Records contained in a dataset:
//! High-level runtime engine settings
//!
//! Selects worker count, how the collision phase is partitioned and
//! whether the spatial index is rebuilt or refreshed each sub-step

use crate::configuration::config::{IndexConfig, PartitionConfig};

#[derive(Debug, Clone)]
pub struct Engine {
    pub threads: usize, // worker count, 0 = available parallelism
    pub partition: PartitionConfig, // serial or strip-parallel collision resolve
    pub index: IndexConfig, // full rebuild or incremental refresh
}

impl Default for Engine {
    fn default() -> Self {
        Self {
            threads: 0,
            partition: PartitionConfig::Strips,
            index: IndexConfig::Rebuild,
        }
    }
}

impl Engine {
    /// Worker count with `0` resolved against the machine.
    pub fn resolved_threads(&self) -> usize {
        if self.threads > 0 {
            return self.threads;
        }
        std::thread::available_parallelism()
            .map(|n| n.get())
            .unwrap_or(1)
    }
}
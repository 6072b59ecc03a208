//! Core state types for the particle simulation.
//!
//! Defines the particle record owned by the solver:
//! - `Particle` with Verlet state (`position`, `previous_position`)
//! - `Color`, an opaque RGBA payload for whoever draws the particles
//!
//! Velocity is never stored, it is `position - previous_position`.

use nalgebra::Vector2;
pub type NVec2 = Vector2<f32>;

/// Every particle is a circle of this radius.
pub const PARTICLE_RADIUS: f32 = 1.0;

/// Minimum allowed distance between two particle centers.
///
/// Contacts are resolved against this value, not against `2 * PARTICLE_RADIUS`.
/// The contact probe has unit radius as well, so the broad phase and the
/// correction agree.
pub const CONTACT_DISTANCE: f32 = 1.0;

#[derive(Debug, Clone, Copy, PartialEq, Eq)]
pub struct Color {
    pub r: u8,
    pub g: u8,
    pub b: u8,
    pub a: u8,
}

impl Color {
    pub const WHITE: Color = Color::rgba(255, 255, 255, 255);

    pub const fn rgba(r: u8, g: u8, b: u8, a: u8) -> Self {
        Self { r, g, b, a }
    }
}

impl Default for Color {
    fn default() -> Self {
        Color::WHITE
    }
}

impl From<[u8; 4]> for Color {
    fn from(c: [u8; 4]) -> Self {
        Color::rgba(c[0], c[1], c[2], c[3])
    }
}

#[derive(Debug, Clone, Copy, PartialEq)]
pub struct Particle {
    pub position: NVec2, // current position
    pub previous_position: NVec2, // position one sub-step ago
    pub acceleration: NVec2, // accumulated for the current sub-step
    pub color: Color, // not used by physics
}

impl Particle {
    /// Particle at rest at `position`.
    pub fn new(position: NVec2) -> Self {
        Self {
            position,
            previous_position: position,
            acceleration: NVec2::zeros(),
            color: Color::default(),
        }
    }

    pub fn with_color(mut self, color: Color) -> Self {
        self.color = color;
        self
    }

    /// Teleport without imparting velocity.
    pub fn set_position(&mut self, position: NVec2) {
        self.position = position;
        self.previous_position = position;
    }

    /// Displacement per sub-step.
    pub fn velocity(&self) -> NVec2 {
        self.position - self.previous_position
    }

    /// Set the displacement per sub-step by moving `previous_position`.
    pub fn set_velocity(&mut self, velocity: NVec2) {
        self.previous_position = self.position - velocity;
    }
}
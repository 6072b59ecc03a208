pub mod simulation;
pub mod configuration;
pub mod benchmark;
pub mod error;

pub use simulation::states::{Particle, Color, NVec2, PARTICLE_RADIUS, CONTACT_DISTANCE};
pub use simulation::free_list::FreeList;
pub use simulation::quadtree::{QuadTree, QuadCell, QuadNode, QuadObject, NodeState, Probe, QueryBounds};
pub use simulation::forces::{Acceleration, AccelSet, UniformGravity};
pub use simulation::params::SolverParams;
pub use simulation::engine::Engine;
pub use simulation::solver::{PhysicsSolver, StepStats};
pub use simulation::scenario::{Scenario, Spawner};

pub use configuration::config::{ScenarioConfig, WorldConfig, SolverConfig, QuadtreeConfig, EngineConfig, SpawnerConfig, RunConfig, PartitionConfig, IndexConfig};

pub use error::SimError;

pub use benchmark::benchmark::{bench_index, bench_update, bench_update_curve};
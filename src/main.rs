use vqsim::{Scenario, ScenarioConfig};
use vqsim::{bench_index, bench_update, bench_update_curve};

use anyhow::{Context, Result};
use clap::Parser;

use std::fs::File;
use std::io::BufReader;
use std::path::PathBuf;

#[derive(Parser, Debug)]
#[command(about = "Headless Verlet particle simulation with a quadtree broad phase")]
struct Args {
    /// Scenario file under `scenarios/`
    #[arg(short, default_value = "default.yaml")]
    file_name: String,

    /// Override the number of frames to simulate
    #[arg(long)]
    frames: Option<u64>,

    /// Run the benchmarks instead of a scenario
    #[arg(long)]
    bench: bool,
}

// load here to keep main clean
fn load_scenario_from_yaml(file_name: &str) -> Result<ScenarioConfig> {
    let config_path = PathBuf::from(env!("CARGO_MANIFEST_DIR")).join("scenarios").join(file_name);
    let file = File::open(&config_path)
        .with_context(|| format!("failed to open scenario {}", config_path.display()))?;
    let reader = BufReader::new(file);
    let scenario_cfg: ScenarioConfig = serde_yaml::from_reader(reader)
        .with_context(|| format!("failed to parse scenario {}", config_path.display()))?;

    log::debug!("{:?}", scenario_cfg);

    Ok(scenario_cfg)
}

fn run(mut scenario: Scenario, frames: u64) {
    let dt = scenario.frame_dt();
    let report_every = u64::from(scenario.run.fps);

    let mut physics_ms = 0.0;
    let mut contacts = 0;
    for frame in 1..=frames {
        scenario.spawner.spawn(&mut scenario.solver);
        scenario.solver.update(dt);

        let stats = scenario.solver.stats();
        physics_ms += stats.elapsed_ms;
        contacts += stats.contacts;

        if frame % report_every == 0 {
            log::info!(
                "t = {:5.1} s | {} sub-steps | {} particles | physics {:.2} ms/frame | {} contacts/frame | {} nodes | largest leaf {}",
                frame as f32 * dt,
                stats.sub_steps,
                scenario.solver.len(),
                physics_ms / report_every as f64,
                contacts / report_every as usize,
                stats.nodes,
                stats.max_bucket
            );
            physics_ms = 0.0;
            contacts = 0;
        }
    }

    log::info!(
        "done: {} frames, {} particles, spawner {}",
        frames,
        scenario.solver.len(),
        if scenario.spawner.is_done(&scenario.solver) { "full" } else { "still filling" }
    );
}

fn main() -> Result<()> {
    env_logger::Builder::from_env(env_logger::Env::default().default_filter_or("info")).init();

    let args = Args::parse();

    if args.bench {
        bench_index();
        bench_update();
        bench_update_curve();
        return Ok(());
    }

    let scenario_cfg = load_scenario_from_yaml(&args.file_name)?;
    let scenario = Scenario::build_scenario(scenario_cfg).context("invalid scenario")?;
    let frames = args.frames.unwrap_or(scenario.run.frames);

    run(scenario, frames);

    Ok(())
}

What to produce »
From the data above, state how many lines contain the string "error", offering no other words.

Your response »
2